YOUR TASK
In full and word for word, print the data below.

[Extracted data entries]
>>

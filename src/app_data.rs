//! Application data embedded from TOML/JSON files at compile time.
//!
//! This module provides access to application-level constants that are:
//! - Embedded at compile time via `include_str!`
//! - Parsed lazily on first access via `OnceLock`
//! - Immutable at runtime (not user-configurable)
//!
//! This is distinct from `config.rs` which handles user preferences.
//! App data defines *what the application shows* (region table, project links,
//! the bundled event catalog), while config defines *user choices* (theme,
//! map source, an external catalog file).
//!
//! Data files are located in `embedded/`:
//! - `app.toml` - titles, links, map defaults and the region table
//! - `events.json` - the bundled conference catalog

use serde::Deserialize;
use std::sync::OnceLock;

// Embed data files at compile time
const APP_TOML: &str = include_str!("../embedded/app.toml");
const EVENTS_JSON: &str = include_str!("../embedded/events.json");

/// Top-level structure of `app.toml`
#[derive(Debug, Deserialize)]
pub struct AppData {
    pub app: AppInfo,
    pub map: MapDefaults,
    pub regions: Vec<RegionInfo>,
}

/// Product name, titles and project links
#[derive(Debug, Deserialize)]
pub struct AppInfo {
    pub name: String,
    pub title: String,
    pub sidebar_title: String,
    pub repository_url: String,
    pub author: String,
}

impl AppInfo {
    /// Title of the About window
    pub fn about_title(&self) -> String {
        format!("Sobre o {}", self.name)
    }
}

/// Defaults for the map geometry source
#[derive(Debug, Deserialize)]
pub struct MapDefaults {
    pub geojson_url: String,
    pub cache_file: String,
    pub simplify_tolerance: f64,
}

/// One federative unit: code, display name and tile-grid cell
#[derive(Debug, Deserialize)]
pub struct RegionInfo {
    pub code: String,
    pub name: String,
    /// `[column, row]` in the fallback tile layout
    pub tile: [u8; 2],
}

/// Get the embedded application data (lazy-loaded)
pub fn app_data() -> &'static AppData {
    static DATA: OnceLock<AppData> = OnceLock::new();
    DATA.get_or_init(|| {
        toml::from_str(APP_TOML).unwrap_or_else(|e| {
            panic!("Failed to parse app.toml: {}", e);
        })
    })
}

/// Raw JSON of the bundled event catalog
pub fn embedded_events_json() -> &'static str {
    EVENTS_JSON
}

#[cfg(test)]
mod tests {
    use super::*;
    use std::collections::HashSet;

    #[test]
    fn test_app_data_parses() {
        let data = app_data();
        assert_eq!(data.app.name, "HackHere");
        assert!(data.map.geojson_url.starts_with("https://"));
        assert!(data.map.simplify_tolerance > 0.0);
    }

    #[test]
    fn test_about_title_uses_app_name() {
        let info = &app_data().app;
        assert_eq!(info.about_title(), "Sobre o HackHere");
        assert_ne!(info.name, info.title);
    }

    #[test]
    fn test_region_table_has_all_units() {
        let regions = &app_data().regions;
        assert_eq!(regions.len(), 27);

        let codes: HashSet<&str> = regions.iter().map(|r| r.code.as_str()).collect();
        assert_eq!(codes.len(), 27);
        assert!(regions.iter().all(|r| r.code.len() == 2));
    }

    #[test]
    fn test_tile_cells_are_unique() {
        let cells: HashSet<[u8; 2]> = app_data().regions.iter().map(|r| r.tile).collect();
        assert_eq!(cells.len(), 27);
    }
}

<<

TASK ANSWER
filename src/app_data.rs
//! Application data embedded from TOML/JSON files at compile time.
//!
//! This module provides access to application-level constants that are:
//! - Embedded at compile time via `include_str!`
//! - Parsed lazily on first access via `OnceLock`
//! - Immutable at runtime (not user-configurable)
//!
//! This is distinct from `config.rs` which handles user preferences.
//! App data defines *what the application shows* (region table, project links,
//! the bundled event catalog), while config defines *user choices* (theme,
//! map source, an external catalog file).
//!
//! Data files are located in `embedded/`:
//! - `app.toml` - titles, links, map defaults and the region table
//! - `events.json` - the bundled conference catalog

use serde::Deserialize;
use std::sync::OnceLock;

// Embed data files at compile time
const APP_TOML: &str = include_str!("../embedded/app.toml");
const EVENTS_JSON: &str = include_str!("../embedded/events.json");

/// Top-level structure of `app.toml`
#[derive(Debug, Deserialize)]
pub struct AppData {
    pub app: AppInfo,
    pub map: MapDefaults,
    pub regions: Vec<RegionInfo>,
}

/// Product name, titles and project links
#[derive(Debug, Deserialize)]
pub struct AppInfo {
    pub name: String,
    pub title: String,
    pub sidebar_title: String,
    pub repository_url: String,
    pub author: String,
}

impl AppInfo {
    /// Title of the About window
    pub fn about_title(&self) -> String {
        format!("Sobre o {}", self.name)
    }
}

/// Defaults for the map geometry source
#[derive(Debug, Deserialize)]
pub struct MapDefaults {
    pub geojson_url: String,
    pub cache_file: String,
    pub simplify_tolerance: f64,
}

/// One federative unit: code, display name and tile-grid cell
#[derive(Debug, Deserialize)]
pub struct RegionInfo {
    pub code: String,
    pub name: String,
    /// `[column, row]` in the fallback tile layout
    pub tile: [u8; 2],
}

/// Get the embedded application data (lazy-loaded)
pub fn app_data() -> &'static AppData {
    static DATA: OnceLock<AppData> = OnceLock::new();
    DATA.get_or_init(|| {
        toml::from_str(APP_TOML).unwrap_or_else(|e| {
            panic!("Failed to parse app.toml: {}", e);
        })
    })
}

/// Raw JSON of the bundled event catalog
pub fn embedded_events_json() -> &'static str {
    EVENTS_JSON
}

#[cfg(test)]
mod tests {
    use super::*;
    use std::collections::HashSet;

    #[test]
    fn test_app_data_parses() {
        let data = app_data();
        assert_eq!(data.app.name, "HackHere");
        assert!(data.map.geojson_url.starts_with("https://"));
        assert!(data.map.simplify_tolerance > 0.0);
    }

    #[test]
    fn test_about_title_uses_app_name() {
        let info = &app_data().app;
        assert_eq!(info.about_title(), "Sobre o HackHere");
        assert_ne!(info.name, info.title);
    }

    #[test]
    fn test_region_table_has_all_units() {
        let regions = &app_data().regions;
        assert_eq!(regions.len(), 27);

        let codes: HashSet<&str> = regions.iter().map(|r| r.code.as_str()).collect();
        assert_eq!(codes.len(), 27);
        assert!(regions.iter().all(|r| r.code.len() == 2));
    }

    #[test]
    fn test_tile_cells_are_unique() {
        let cells: HashSet<[u8; 2]> = app_data().regions.iter().map(|r| r.tile).collect();
        assert_eq!(cells.len(), 27);
    }
}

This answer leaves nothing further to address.